Striped Bass Juvenile Numbers Appear Down in Maryland

ANNAPOLIS, Md. – The 2002 striped bass (rockfish) juvenile index in Maryland is 4.7, down from the long-term average of 11.7, said Eric J. Schwaab, director of the state Department of Natural Resources (DNR) Fisheries Service. “Striped bass populations have highly variable reproductive success from year to year, with several years of average year-classes interspersed with occasional large and small year-classes,” Schwaab said. “It is not uncommon for a dominant year-class, such as 2001, to be followed by a below-average year class.” During this year’s survey, biologists collected 624 young-of-year (YOY) striped bass. Reproduction in the Potomac and Nanticoke rivers was near average, with indices of 7.0 and 7.8. The Upper Bay index of 3.1 was well below its long-term average. The Choptank River index of 0.7 was the lowest of all areas sampled. Overall, reproduction of fish that migrate into fresh water to spawn was low in 2002, perhaps due to drought conditions, officials said. One exception occurred in the Potomac River, where biologists documented near-record numbers of juvenile American shad. Once fished heavily commercially, American shad are currently under a protective moratorium.
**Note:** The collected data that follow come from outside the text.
use alloc::vec::Vec;
use core::ops::Index;

use rgb::{ComponentBytes as _, RGB8};

/// Decoded pixels, row-major, row 0 is the visual top of the image.
///
/// Indexing with `matrix[row]` yields that row as a slice, so
/// `matrix[row][column]` addresses a single pixel.
#[derive(Clone, Debug, Default, PartialEq, Eq)]
pub struct PixelMatrix {
    pixels: Vec<RGB8>,
    width: usize,
    height: usize,
}

impl PixelMatrix {
    pub(crate) fn from_pixels(pixels: Vec<RGB8>, width: usize, height: usize) -> Self {
        debug_assert_eq!(pixels.len(), width * height);
        Self {
            pixels,
            width,
            height,
        }
    }

    /// Pixels per row.
    pub fn width(&self) -> usize {
        self.width
    }

    /// Number of rows.
    pub fn height(&self) -> usize {
        self.height
    }

    pub fn is_empty(&self) -> bool {
        self.pixels.is_empty()
    }

    /// Row `y`, or `None` past the bottom.
    pub fn row(&self, y: usize) -> Option<&[RGB8]> {
        if y >= self.height {
            return None;
        }
        let start = y * self.width;
        self.pixels.get(start..start + self.width)
    }

    /// Iterate rows from top to bottom.
    pub fn rows(&self) -> impl ExactSizeIterator<Item = &[RGB8]> + '_ {
        (0..self.height).map(move |y| {
            let start = y * self.width;
            &self.pixels[start..start + self.width]
        })
    }

    pub fn get(&self, x: usize, y: usize) -> Option<RGB8> {
        self.row(y)?.get(x).copied()
    }

    /// All pixels, row-major.
    pub fn as_slice(&self) -> &[RGB8] {
        &self.pixels
    }

    pub fn into_vec(self) -> Vec<RGB8> {
        self.pixels
    }

    /// Pixel data as packed `R, G, B` bytes.
    pub fn to_rgb_bytes(&self) -> Vec<u8> {
        self.pixels.as_bytes().to_vec()
    }

    /// Copy into an [`imgref::ImgVec`].
    #[cfg(feature = "imgref")]
    pub fn to_imgvec(&self) -> imgref::ImgVec<RGB8> {
        imgref::ImgVec::new(self.pixels.clone(), self.width, self.height)
    }

    /// Zero-copy view as an [`imgref::ImgRef`].
    #[cfg(feature = "imgref")]
    pub fn as_imgref(&self) -> imgref::ImgRef<'_, RGB8> {
        imgref::ImgRef::new(&self.pixels, self.width, self.height)
    }
}

impl Index<usize> for PixelMatrix {
    type Output = [RGB8];

    fn index(&self, y: usize) -> &[RGB8] {
        match self.row(y) {
            Some(row) => row,
            None => panic!("row {y} out of range for {} rows", self.height),
        }
    }
}
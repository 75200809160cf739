//! File header and DIB header parsing.
//!
//! Only the leading 32 bytes of the 108-byte `BITMAPV4HEADER` are decoded;
//! color masks, color space, endpoints and gamma are skipped.

use core::fmt;

use super::utils::Cursor;
use crate::error::BmpError;

/// Length of the file header at the start of every BMP.
pub const FILE_HEADER_LEN: usize = 14;

/// Size of the only DIB header variant this crate decodes.
pub const BITMAPV4HEADER_SIZE: u32 = 108;

/// `BI_RGB`: no compression.
const BI_RGB: u32 = 0;

/// The 14-byte header at the start of a BMP file.
#[derive(Debug, Clone, Copy, PartialEq, Eq, Hash, Default)]
pub struct FileHeader {
    /// Total file size as declared by the file. Not checked against the
    /// actual buffer length unless decoding in strict mode.
    pub file_size: u32,
    /// Byte offset from the start of the file to the pixel array.
    pub pixel_array_offset: u32,
}

/// The retained leading fields of a `BITMAPV4HEADER`.
#[derive(Debug, Clone, Copy, PartialEq, Eq, Hash, Default)]
pub struct DibHeader {
    pub size: u32,
    pub width: i32,
    /// Positive for bottom-up row storage, negative for top-down.
    pub height: i32,
    pub color_planes: u16,
    pub bits_per_pixel: u16,
    pub compression: u32,
    /// Size of the raw pixel data. May be zero for uncompressed files.
    pub image_size: u32,
    /// Horizontal resolution in pixels per meter.
    pub x_resolution: i32,
    /// Vertical resolution in pixels per meter.
    pub y_resolution: i32,
}

impl DibHeader {
    pub fn kind(&self) -> DibHeaderKind {
        DibHeaderKind::from_size(self.size)
    }

    /// Whether the first stored row is the visual top of the image.
    pub fn is_top_down(&self) -> bool {
        self.height < 0
    }
}

/// Documented DIB header variants, identified by their declared size.
#[non_exhaustive]
#[derive(Debug, Clone, Copy, PartialEq, Eq, Hash)]
pub enum DibHeaderKind {
    /// 12 bytes, OS/2 1.x and Windows 2.x.
    Core,
    /// 16 or 64 bytes, OS/2 2.x.
    Os22x,
    /// 40 bytes.
    Info,
    /// 52 bytes, adds RGB bit masks.
    V2Info,
    /// 56 bytes, adds an alpha mask.
    V3Info,
    /// 108 bytes, adds color space and gamma.
    V4,
    /// 124 bytes, adds ICC profile data.
    V5,
    Unknown(u32),
}

impl DibHeaderKind {
    pub fn from_size(size: u32) -> Self {
        match size {
            12 => Self::Core,
            16 | 64 => Self::Os22x,
            40 => Self::Info,
            52 => Self::V2Info,
            56 => Self::V3Info,
            108 => Self::V4,
            124 => Self::V5,
            other => Self::Unknown(other),
        }
    }

    /// The Windows SDK structure name for this variant.
    pub fn name(&self) -> &'static str {
        match self {
            Self::Core => "BITMAPCOREHEADER",
            Self::Os22x => "OS22XBITMAPHEADER",
            Self::Info => "BITMAPINFOHEADER",
            Self::V2Info => "BITMAPV2INFOHEADER",
            Self::V3Info => "BITMAPV3INFOHEADER",
            Self::V4 => "BITMAPV4HEADER",
            Self::V5 => "BITMAPV5HEADER",
            Self::Unknown(_) => "unknown DIB header",
        }
    }
}

impl fmt::Display for DibHeaderKind {
    fn fmt(&self, f: &mut fmt::Formatter<'_>) -> fmt::Result {
        f.write_str(self.name())
    }
}

/// Parse the file header from the first 14 bytes of `data`.
///
/// Fails with [`BmpError::UnrecognizedFormat`] unless `data` starts with `BM`.
pub fn parse_file_header(data: &[u8]) -> Result<FileHeader, BmpError> {
    if data.get(..2) != Some(b"BM".as_slice()) {
        return Err(BmpError::UnrecognizedFormat);
    }

    let mut cur = Cursor::new(data);
    cur.skip(2)?;
    let file_size = cur.get_u32_le()?;
    // Two reserved u16 fields
    cur.skip(4)?;
    let pixel_array_offset = cur.get_u32_le()?;

    Ok(FileHeader {
        file_size,
        pixel_array_offset,
    })
}

/// Parse the DIB header from `data`, which starts at file offset 14.
///
/// Only the 108-byte `BITMAPV4HEADER` with `BI_RGB` compression is accepted;
/// every other header size or compression fails with
/// [`BmpError::UnsupportedVariant`].
pub fn parse_dib_header(data: &[u8]) -> Result<DibHeader, BmpError> {
    let mut cur = Cursor::new(data);

    let size = cur.get_u32_le()?;
    if size != BITMAPV4HEADER_SIZE {
        return Err(BmpError::UnsupportedVariant(alloc::format!(
            "DIB header size {size} ({}), only the {BITMAPV4HEADER_SIZE}-byte {} is supported",
            DibHeaderKind::from_size(size),
            DibHeaderKind::V4,
        )));
    }

    let header = DibHeader {
        size,
        width: cur.get_i32_le()?,
        height: cur.get_i32_le()?,
        color_planes: cur.get_u16_le()?,
        bits_per_pixel: cur.get_u16_le()?,
        compression: cur.get_u32_le()?,
        image_size: cur.get_u32_le()?,
        x_resolution: cur.get_i32_le()?,
        y_resolution: cur.get_i32_le()?,
    };

    if header.compression != BI_RGB {
        return Err(BmpError::UnsupportedVariant(alloc::format!(
            "BMP compression {} unsupported, only uncompressed (0) is supported",
            header.compression
        )));
    }

    Ok(header)
}

/// Parse both headers from a whole BMP file.
pub(crate) fn parse_headers(data: &[u8]) -> Result<(FileHeader, DibHeader), BmpError> {
    let file_header = parse_file_header(data)?;
    let dib_header = parse_dib_header(
        data.get(FILE_HEADER_LEN..)
            .ok_or(BmpError::UnexpectedEof)?,
    )?;
    Ok((file_header, dib_header))
}

/// Extra checks applied by [`crate::BmpPermissiveness::Strict`].
pub(crate) fn validate_strict(
    file_header: &FileHeader,
    dib_header: &DibHeader,
    data_len: usize,
) -> Result<(), BmpError> {
    if dib_header.bits_per_pixel != 24 {
        return Err(BmpError::UnsupportedVariant(alloc::format!(
            "BMP bit depth {} unsupported, only 24 is supported",
            dib_header.bits_per_pixel
        )));
    }
    if dib_header.color_planes != 1 {
        return Err(BmpError::InvalidHeader(alloc::format!(
            "BMP planes field is {}, expected 1",
            dib_header.color_planes
        )));
    }
    if file_header.file_size != 0 && file_header.file_size as usize != data_len {
        return Err(BmpError::InvalidHeader(alloc::format!(
            "BMP file size field ({}) doesn't match actual size ({data_len})",
            file_header.file_size
        )));
    }
    Ok(())
}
Biologists have monitored the reproductive success of striped bass in Maryland’s portion of the Chesapeake Bay annually since 1954. There are 22 survey sites located in the four major spawning systems: Choptank, Potomac, and Nanticoke rivers, and the Upper Bay. Biologists visit each site monthly from July through September, collecting fish samples with two sweeps of a 100-foot beach seine. The index is calculated as the average catch of YOY striped bass per sample.